A la veille de ce 1er conflit mondial, Hillion est une commune rurale de 2304 habitants dont le dernier recensement de population de 1912 confirme un déclin démographique entamée depuis plus de 50 ans ; la commune a perdu 33% de sa population entre 1846 et 1936, la première guerre mondiale ne fera qu’accentuer ce déclin par le nombre de décès consécutifs aux combats, le déficit de natalité et l’exode rural.
Durant les 4 années de ce conflit mondial, 451 hillionnais vont être mobilisés dans l’armée française soit 19,5 % de la population communale, chiffre comparable au 20 % de mobilisés au niveau national. C’est 41 % de la population masculine de la commune évaluée à 1100 hommes. Bien sûr cette mobilisation va s’étaler tout au long de la guerre mais les classes les plus jeunes seront appelées de façon anticipée afin de combler les pertes importantes subies par l’armée française. C’est tout de même 225 soldats qui vont quitter leur foyer dès août 1914, une soixantaine les rejoindront de septembre à décembre 1914, puis une cinquantaine en 1915, une quarantaine en 1916, une vingtaine en 1917 et enfin 15 en 1918 ; pour cette dernière classe d’âge, certains n’avaient même pas encore 19 ans.

Il suffit de se recueillir sur les 2 monuments aux morts de la commune pour comprendre l’hécatombe de cette guerre. 100 hillionnais résidants vont y laisser la vie, soit près d’un homme mobilisé sur 4, 22 % exactement, chiffre nettement plus élevé que la moyenne nationale qui est admis autour de 16 %. Comment interpréter ces chiffres effroyables pour Hillion ? Certainement pas en réduisant l’explication à des régiments bretons ayant servi de chair à canon comme ça été si souvent avancé, il faut certainement y voir plus surement une population hillionnaise jeune, plutôt incorporée dans des régiments d’active très sollicités en première ligne. La moyenne d’âge du poilu hillionnais décédé pendant le conflit est de 28 ans, preuve du sacrifice d’une génération de jeunes soldats. La plus jeune victime n’avait même pas 19 ans, Elie LE LEY, incorporé dans le 41e régiment d’infanterie et mort d’une tuberculose en 1916, il est inscrit sur le monument aux morts de Saint-René. Autre jeune victime, Louis-Marie SORT de la Ville Jéhan mort de ses blessures à 20 ans dans un hôpital allemand le 10 octobre 1918, un mois avant le terme de cette guerre ; la famille SORT avait déjà perdu un fils, Jean-Marie en 1915 et un autre était prisonnier de guerre depuis septembre 1914, tragique destin d’une famille hillionnaise.
Les soldats sont bien sûr mobilisés majoritairement dans l’infanterie, 242 hommes au total, arme qui va connaitre les pertes humaines les plus importantes. Pour autant, pour Hillion, des particularismes existent sur l’affectation des soldats, ainsi 52 hommes vont rejoindre la marine, soit près de 12 % des mobilisés, attestant une tradition maritime très forte sur notre territoire. 6 de ses marins ne reviendront jamais chez eux le plus souvent victime de maladies contractées en service.

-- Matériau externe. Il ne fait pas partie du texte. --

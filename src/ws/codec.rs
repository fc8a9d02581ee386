//! Envelope encoding and frame decoding.
//!
//! Outgoing payloads are wrapped into an envelope carrying the sender's
//! [`ClientId`] and an RFC 3339 timestamp. Incoming text frames are parsed
//! and classified into [`ServerMessage`] variants; frames that cannot be
//! decoded are reported as errors for the caller to log and drop — decoding
//! never tears down the connection.

use chrono::{DateTime, Utc};
use serde::Serialize;
use serde_json::Value;

use super::messages::{LegacyMessage, ServerMessage};
use crate::domain::ClientId;

/// Errors produced while building an outgoing envelope.
#[derive(Debug, thiserror::Error)]
pub enum EncodeError {
    /// The payload failed to serialize.
    #[error("failed to serialize payload: {0}")]
    Serialize(#[source] serde_json::Error),

    /// The payload serialized to something other than a JSON object, so the
    /// identity fields cannot be merged in.
    #[error("envelope payload must serialize to a JSON object")]
    NotAnObject,
}

/// Errors produced while decoding an incoming text frame.
#[derive(Debug, thiserror::Error)]
pub enum DecodeError {
    /// The frame is not valid JSON.
    #[error("malformed JSON frame: {0}")]
    Json(#[source] serde_json::Error),

    /// The frame is valid JSON but not an object.
    #[error("frame is not a JSON object")]
    NotAnObject,

    /// The frame carries a known `type` but its payload does not match the
    /// variant's schema.
    #[error("invalid `{msg_type}` payload: {source}")]
    Payload {
        /// Discriminant of the frame that failed to decode.
        msg_type: String,
        /// Underlying serde error.
        #[source]
        source: serde_json::Error,
    },
}

/// Builds one outgoing text frame: the payload's fields plus `clientId` and
/// `timestamp`.
///
/// The envelope is constructed fresh per send and never reused. The
/// timestamp is taken as an argument so envelopes are deterministic under
/// test.
///
/// # Errors
///
/// Returns [`EncodeError`] if the payload fails to serialize or does not
/// serialize to a JSON object.
pub fn encode_envelope<T: Serialize>(
    payload: &T,
    client_id: &ClientId,
    timestamp: DateTime<Utc>,
) -> Result<String, EncodeError> {
    let mut value = serde_json::to_value(payload).map_err(EncodeError::Serialize)?;
    let Value::Object(map) = &mut value else {
        return Err(EncodeError::NotAnObject);
    };
    map.insert(
        "clientId".to_string(),
        Value::String(client_id.as_str().to_string()),
    );
    map.insert("timestamp".to_string(), Value::String(timestamp.to_rfc3339()));
    serde_json::to_string(&value).map_err(EncodeError::Serialize)
}

/// Decodes one incoming text frame into a [`ServerMessage`].
///
/// Classification rules:
/// - a known `type` decodes into its typed variant (a schema mismatch is a
///   [`DecodeError::Payload`]);
/// - an unrecognized `type` becomes [`ServerMessage::Unknown`] — not an
///   error;
/// - a frame without a string `type` is read through the older untyped
///   shape and becomes [`ServerMessage::Legacy`].
///
/// # Errors
///
/// Returns [`DecodeError`] for frames that are not JSON objects or carry an
/// invalid payload for a known discriminant.
pub fn decode(text: &str) -> Result<ServerMessage, DecodeError> {
    let value: Value = serde_json::from_str(text).map_err(DecodeError::Json)?;
    if !value.is_object() {
        return Err(DecodeError::NotAnObject);
    }

    let tag = value.get("type").and_then(Value::as_str).map(str::to_owned);
    match tag {
        Some(msg_type) if ServerMessage::is_known_type(&msg_type) => {
            serde_json::from_value(value).map_err(|source| DecodeError::Payload { msg_type, source })
        }
        Some(msg_type) => Ok(ServerMessage::Unknown { msg_type }),
        None => serde_json::from_value::<LegacyMessage>(value)
            .map(ServerMessage::Legacy)
            .map_err(|source| DecodeError::Payload {
                msg_type: "legacy".to_string(),
                source,
            }),
    }
}
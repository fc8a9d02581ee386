//! Connection status indicator mapping.
//!
//! Each [`ConnectionState`] maps to a fixed `(label, color)` pair rendered
//! by the host's status element. The mapping is total: the indicator can
//! never be stale or absent for a live state.

use crate::domain::ConnectionState;

/// Label and color for the host's connection status element.
#[derive(Debug, Clone, Copy, PartialEq, Eq)]
pub struct StatusIndicator {
    /// Short lowercase status word shown to the user.
    pub label: &'static str,
    /// CSS hex color for the label.
    pub color: &'static str,
}

impl From<&ConnectionState> for StatusIndicator {
    fn from(state: &ConnectionState) -> Self {
        match state {
            ConnectionState::Connecting => Self {
                label: "connecting",
                color: "#9E9E9E",
            },
            ConnectionState::Connected => Self {
                label: "connected",
                color: "#4CAF50",
            },
            ConnectionState::Reconnecting { .. } => Self {
                label: "reconnecting",
                color: "#FF9800",
            },
            ConnectionState::Disconnected => Self {
                label: "disconnected",
                color: "#F44336",
            },
        }
    }
}
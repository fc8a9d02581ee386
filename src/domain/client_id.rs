//! Per-manager client identity.
//!
//! [`ClientId`] is an opaque identifier generated once when a connection
//! manager is constructed and stable for the manager's lifetime. It is
//! embedded in the WebSocket endpoint path and stamped on every outgoing
//! envelope so the dashboard server can address and deduplicate clients.

use std::fmt;

use serde::{Deserialize, Serialize};

/// Length of the random hex suffix appended to the client-id prefix.
const SUFFIX_LEN: usize = 12;

/// Opaque identity for a single dashboard client.
///
/// Formatted as `inventory_<12 hex chars>`, the suffix drawn from a UUID v4.
/// Generated once per [`ConnectionManager`](crate::ws::ConnectionManager)
/// instance and never persisted across restarts.
#[derive(Debug, Clone, PartialEq, Eq, Hash, Serialize, Deserialize)]
#[serde(transparent)]
pub struct ClientId(String);

impl ClientId {
    /// Creates a new random `ClientId`.
    #[must_use]
    pub fn new() -> Self {
        let mut suffix = uuid::Uuid::new_v4().simple().to_string();
        suffix.truncate(SUFFIX_LEN);
        Self(format!("inventory_{suffix}"))
    }

    /// Returns the identity as a string slice.
    #[must_use]
    pub fn as_str(&self) -> &str {
        &self.0
    }
}

impl Default for ClientId {
    fn default() -> Self {
        Self::new()
    }
}

impl fmt::Display for ClientId {
    fn fmt(&self, f: &mut fmt::Formatter<'_>) -> fmt::Result {
        write!(f, "{}", self.0)
    }
}
pub mod service_account_info;
pub use service_account_info::ServiceAccountInfo;

pub mod service_account_env;
pub use service_account_env::ServiceAccountEnv;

La présence de poilus hillionnais dans des régiments d’infanterie très actifs sur le front, à l’image de l’activité du 71e Régiment d’Infanterie de Saint-Brieuc, est également corroborée par le nombre important de prisonniers de guerre. 33 hillionnais ont été recensés comme prisonniers, la plupart ayant été fait prisonnier dès août 1914 lors de la guerre de mouvement. Pour ceux-là, la guerre n’aura duré qu’1 mois mais seront internés plus de 4 ans dans des camps en Allemagne. 2 d’entre eux réussiront cependant à s’évader tel Julien GUINARD du Pont-Harcouët ou Louis GUERNION de la Croix-Petit-Pierre qui regagnera la France en décembre 1915 et qui après une brève convalescence à Hillion rejoindra son unité du Ier régiment d’infanterie colonial. Un autre de ses prisonniers, Joseph PARISE de la Grandville, aura même la malchance d’être fait prisonnier une seconde fois au cours de la guerre 39-40.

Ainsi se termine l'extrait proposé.